From the listing below, retype exactly the line holding "pub fn validate_show_id(id: i32)", the line holding "let trimmed = query.trim();", and the lines between them; skip everything else.
──────────────────────────────
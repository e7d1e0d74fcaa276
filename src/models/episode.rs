use serde::{Deserialize, Serialize};

use crate::domain::{EpisodeId, FlagSet};

/// Episode metadata as returned by the metadata provider for one season.
#[derive(Debug, Clone, Default, PartialEq, Eq, Serialize, Deserialize)]
pub struct EpisodeInput {
    pub tmdb_id: i32,
    pub season_nb: i32,
    pub episode_nb: i32,
    pub name: Option<String>,
    pub air_date: Option<String>,
    pub overview: Option<String>,
    pub image: Option<String>,
}

/// An episode as seen by one user: metadata plus that user's flags.
///
/// Flags are flattened into `flag_1` .. `flag_8`; slots the user never wrote
/// are `null`.
#[derive(Debug, Clone, PartialEq, Eq, Serialize, Deserialize)]
pub struct Episode {
    pub id: EpisodeId,
    pub tmdb_id: i32,
    pub season_nb: i32,
    pub episode_nb: i32,
    pub name: Option<String>,
    pub air_date: Option<String>,
    pub overview: Option<String>,
    pub image: Option<String>,
    #[serde(flatten)]
    pub flags: FlagSet,
}
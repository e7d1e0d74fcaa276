pub mod api;
pub mod cli;
pub mod clients;
pub mod config;
pub mod constants;
pub mod db;
pub mod domain;
pub mod entities;
pub mod models;
pub mod optimistic;
pub mod services;
pub mod state;

use std::sync::Arc;
use tokio::signal;

use anyhow::Context;
use clap::Parser;
use cli::{Cli, Commands};
pub use config::Config;
use metrics_exporter_prometheus::PrometheusHandle;
use state::SharedState;
use tracing::{error, info};
use tracing_subscriber::EnvFilter;

pub async fn run() -> anyhow::Result<()> {
    let cli = Cli::parse();

    if matches!(cli.command, Some(Commands::Init)) {
        return cli::cmd_init();
    }

    let config = Config::load()?;
    config.validate()?;

    let prometheus_handle = if config.observability.metrics_enabled {
        use metrics_exporter_prometheus::PrometheusBuilder;
        let handle = PrometheusBuilder::new()
            .install_recorder()
            .context("Failed to install Prometheus recorder")?;
        info!("Prometheus metrics recorder initialized");
        Some(handle)
    } else {
        None
    };

    init_tracing(&config)?;

    match cli.command.unwrap_or(Commands::Serve) {
        Commands::Serve => run_server(config, prometheus_handle).await,
        Commands::AddUser { username, password } => {
            cli::cmd_add_user(&config, &username, password.as_deref()).await
        }
        Commands::Init => cli::cmd_init(),
        Commands::Search { query } => cli::cmd_search_shows(&config, &query.join(" ")).await,
        Commands::Add { tmdb_id } => cli::cmd_add_show(&config, tmdb_id).await,
        Commands::List => cli::cmd_list_shows(&config).await,
    }
}

fn init_tracing(config: &Config) -> anyhow::Result<()> {
    use tracing_subscriber::{layer::SubscriberExt, util::SubscriberInitExt};

    let env_filter = EnvFilter::try_from_default_env()
        .unwrap_or_else(|_| EnvFilter::new(&config.general.log_level));

    let registry = tracing_subscriber::registry()
        .with(env_filter)
        .with(tracing_subscriber::fmt::layer());

    if config.observability.loki_enabled {
        let url = url::Url::parse(&config.observability.loki_url).context("Invalid Loki URL")?;

        let mut builder = tracing_loki::builder().label("app", "showmark")?;
        for (key, value) in &config.observability.loki_labels {
            if key != "app" {
                builder = builder.label(key.as_str(), value.as_str())?;
            }
        }

        let (layer, task) = builder.extra_field("env", "production")?.build_url(url)?;

        tokio::spawn(task);

        registry.with(layer).init();
        info!(
            "Loki logging initialized at {}",
            config.observability.loki_url
        );
    } else {
        registry.init();
    }

    Ok(())
}

async fn run_server(
    config: Config,
    prometheus_handle: Option<PrometheusHandle>,
) -> anyhow::Result<()> {
    info!("Showmark v{} starting...", env!("CARGO_PKG_VERSION"));

    let port = config.server.port;
    let shared = Arc::new(SharedState::new(config).await?);
    let api_state = api::create_app_state(shared, prometheus_handle);
    let app = api::router(api_state).await;

    let addr = format!("0.0.0.0:{port}");
    let listener = tokio::net::TcpListener::bind(&addr)
        .await
        .with_context(|| format!("Failed to bind {addr}"))?;

    info!("🌐 Web Server running at http://{}", addr);

    axum::serve(listener, app)
        .with_graceful_shutdown(shutdown_signal())
        .await?;

    info!("Server stopped");
    Ok(())
}

async fn shutdown_signal() {
    match signal::ctrl_c().await {
        Ok(()) => info!("Shutdown signal received"),
        Err(e) => error!("Error listening for shutdown: {}", e),
    }
}
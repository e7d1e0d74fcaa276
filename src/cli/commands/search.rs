use crate::clients::MetadataProvider;
use crate::clients::tmdb::TmdbClient;
use crate::config::Config;

pub async fn cmd_search_shows(config: &Config, query: &str) -> anyhow::Result<()> {
    println!("Searching for: {query}");

    let tmdb = TmdbClient::new(&config.tmdb)?;
    let results = tmdb.search_shows(query).await?;

    if results.shows.is_empty() {
        println!("No shows found matching '{query}'");
        return Ok(());
    }

    println!();
    println!("Search Results ({} total):", results.total_results);
    println!("{:-<60}", "");

    for show in results.shows.iter().take(10) {
        println!("• {} (TMDB ID: {})", show.name, show.tmdb_id);
        if let Some(overview) = show.overview.as_deref().filter(|o| !o.is_empty()) {
            let short: String = overview.chars().take(100).collect();
            println!("  {short}");
        }
        println!();
    }

    println!("To add a show: showmark add <tmdb_id>");

    Ok(())
}
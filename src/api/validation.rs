use super::ApiError;
use crate::constants::limits::{MAX_SEARCH_QUERY_LEN, MAX_SEASON_NB};
use crate::domain::{EpisodeId, FlagKey, ShowId};

pub fn validate_show_id(id: i32) -> Result<ShowId, ApiError> {
    if id <= 0 {
        return Err(ApiError::validation(format!(
            "Invalid show ID: {}. ID must be a positive integer",
            id
        )));
    }
    Ok(ShowId::new(id))
}

pub fn validate_episode_id(id: i32) -> Result<EpisodeId, ApiError> {
    if id <= 0 {
        return Err(ApiError::validation(format!(
            "Invalid episode ID: {}. ID must be a positive integer",
            id
        )));
    }
    Ok(EpisodeId::new(id))
}

/// Season 0 holds specials on TMDB, so it is accepted.
pub fn validate_season_nb(season_nb: i32) -> Result<i32, ApiError> {
    if !(0..=MAX_SEASON_NB).contains(&season_nb) {
        return Err(ApiError::validation(format!(
            "Invalid season number: {}. Season must be between 0 and {}",
            season_nb, MAX_SEASON_NB
        )));
    }
    Ok(season_nb)
}

pub fn parse_flag_key(flag: &str) -> Result<FlagKey, ApiError> {
    Ok(flag.parse::<FlagKey>()?)
}

pub fn validate_tmdb_id(id: i32) -> Result<i32, ApiError> {
    if id <= 0 {
        return Err(ApiError::validation(format!(
            "Invalid TMDB ID: {}. ID must be a positive integer",
            id
        )));
    }
    Ok(id)
}

pub fn validate_search_query(query: &str) -> Result<&str, ApiError> {
    let trimmed = query.trim();
    if trimmed.is_empty() {
        return Err(ApiError::validation("Search query cannot be empty"));
    }
    if trimmed.len() > MAX_SEARCH_QUERY_LEN {
        return Err(ApiError::validation(format!(
            "Search query must be {} characters or less",
            MAX_SEARCH_QUERY_LEN
        )));
    }
    Ok(trimmed)
}

#[cfg(test)]
mod tests {
    use super::*;

    #[test]
    fn test_validate_ids() {
        assert_eq!(validate_show_id(1).unwrap(), ShowId::new(1));
        assert!(validate_show_id(0).is_err());
        assert!(validate_show_id(-5).is_err());
        assert_eq!(validate_episode_id(12345).unwrap().value(), 12345);
        assert!(validate_episode_id(0).is_err());
        assert!(validate_tmdb_id(1399).is_ok());
        assert!(validate_tmdb_id(-1).is_err());
    }

    #[test]
    fn test_validate_season_nb() {
        assert!(validate_season_nb(0).is_ok());
        assert!(validate_season_nb(12).is_ok());
        assert!(validate_season_nb(-1).is_err());
        assert!(validate_season_nb(MAX_SEASON_NB + 1).is_err());
    }

    #[test]
    fn test_parse_flag_key() {
        assert_eq!(parse_flag_key("flag_3").unwrap().index(), 3);
        assert!(matches!(
            parse_flag_key("flag_9"),
            Err(ApiError::ValidationError(_))
        ));
        assert!(parse_flag_key("name").is_err());
    }

    #[test]
    fn test_validate_search_query() {
        assert_eq!(validate_search_query("  Dark  ").unwrap(), "Dark");
        assert!(validate_search_query("").is_err());
        assert!(validate_search_query("   ").is_err());
        assert!(validate_search_query(&"a".repeat(MAX_SEARCH_QUERY_LEN + 1)).is_err());
    }
}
──────────────────────────────
_WRITTEN RESPONSE_
pub fn validate_show_id(id: i32) -> Result<ShowId, ApiError> {
    if id <= 0 {
        return Err(ApiError::validation(format!(
            "Invalid show ID: {}. ID must be a positive integer",
            id
        )));
    }
    Ok(ShowId::new(id))
}

pub fn validate_episode_id(id: i32) -> Result<EpisodeId, ApiError> {
    if id <= 0 {
        return Err(ApiError::validation(format!(
            "Invalid episode ID: {}. ID must be a positive integer",
            id
        )));
    }
    Ok(EpisodeId::new(id))
}

/// Season 0 holds specials on TMDB, so it is accepted.
pub fn validate_season_nb(season_nb: i32) -> Result<i32, ApiError> {
    if !(0..=MAX_SEASON_NB).contains(&season_nb) {
        return Err(ApiError::validation(format!(
            "Invalid season number: {}. Season must be between 0 and {}",
            season_nb, MAX_SEASON_NB
        )));
    }
    Ok(season_nb)
}

pub fn parse_flag_key(flag: &str) -> Result<FlagKey, ApiError> {
    Ok(flag.parse::<FlagKey>()?)
}

pub fn validate_tmdb_id(id: i32) -> Result<i32, ApiError> {
    if id <= 0 {
        return Err(ApiError::validation(format!(
            "Invalid TMDB ID: {}. ID must be a positive integer",
            id
        )));
    }
    Ok(id)
}

pub fn validate_search_query(query: &str) -> Result<&str, ApiError> {
    let trimmed = query.trim();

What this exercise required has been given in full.